Gorsuch further noted that the controversy entailed criminal sanctions and that deference is disfavored in this context.

Finally—and by far of greatest doctrinal importance—Gorsuch said the following:

And these days it sometimes seems agencies change their statutory interpretations almost as often as elections change administrations. How, in all this, can ordinary citizens be expected to keep up—required not only to conform their conduct to the fairest reading of the law they might expect from a neutral judge, but forced to guess whether the statute will be declared ambiguous; to guess again whether the agency’s initial interpretation of the law will be declared “reasonable”; and to guess again whether a later and opposing agency interpretation will also be held “reasonable”? And why should courts, charged with the independent and neutral interpretation of the laws Congress has enacted, defer to such bureaucratic pirouetting?

Here, Justice Gorsuch is getting at the crux of the problem with the modern leviathan. Now that policymaking flows primarily from the executive branch (rather than Congress), it follows that every presidential election initiates a tectonic shift in the federal regulations that affect every aspect of the economy and personal conduct. In turn, these endless flip-flop-flips are abetted by the Chevron doctrine. Gorsuch is implying that, at some point, these vacillations, per se, become unreasonable. At this point, Chevron would be unavailable.

Justice Gorsuch concluded by noting the Court does not suffer from a “lack of concern” over these issues. Which is basically the opposite of what I said last week, though I’m happy to be wrong.

What does it all mean? Notwithstanding last week’s misfire, I’m again going to channel Carnac the Magnificent. From my vantage point (this week), it doesn’t appear as if the Court wants to take on Chevron directly; rather, the Court seems to be open to narrowing the doctrine.

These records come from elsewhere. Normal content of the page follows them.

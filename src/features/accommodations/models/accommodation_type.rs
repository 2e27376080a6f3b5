use chrono::{DateTime, Utc};
use sqlx::FromRow;

/// Category of lodging, e.g. hotel, villa, guest house
#[derive(Debug, Clone, FromRow)]
pub struct AccommodationType {
    pub id: i64,
    pub name: String,
    pub created_at: DateTime<Utc>,
    pub updated_at: DateTime<Utc>,
}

To this end, Justice Gorsuch indicates some potential limits. For example, Chevron might be denied where the government forsakes it, or where criminal sanctions apply. While these would be welcome reforms, Gorsuch lends tantalizing hints of a much bigger limitation, one that would profoundly change the administrative state for the better. Namely, he suggests that Chevron may be unwarranted where the government’s interpretation ushers in the umpteenth reversal in a major regulatory policy.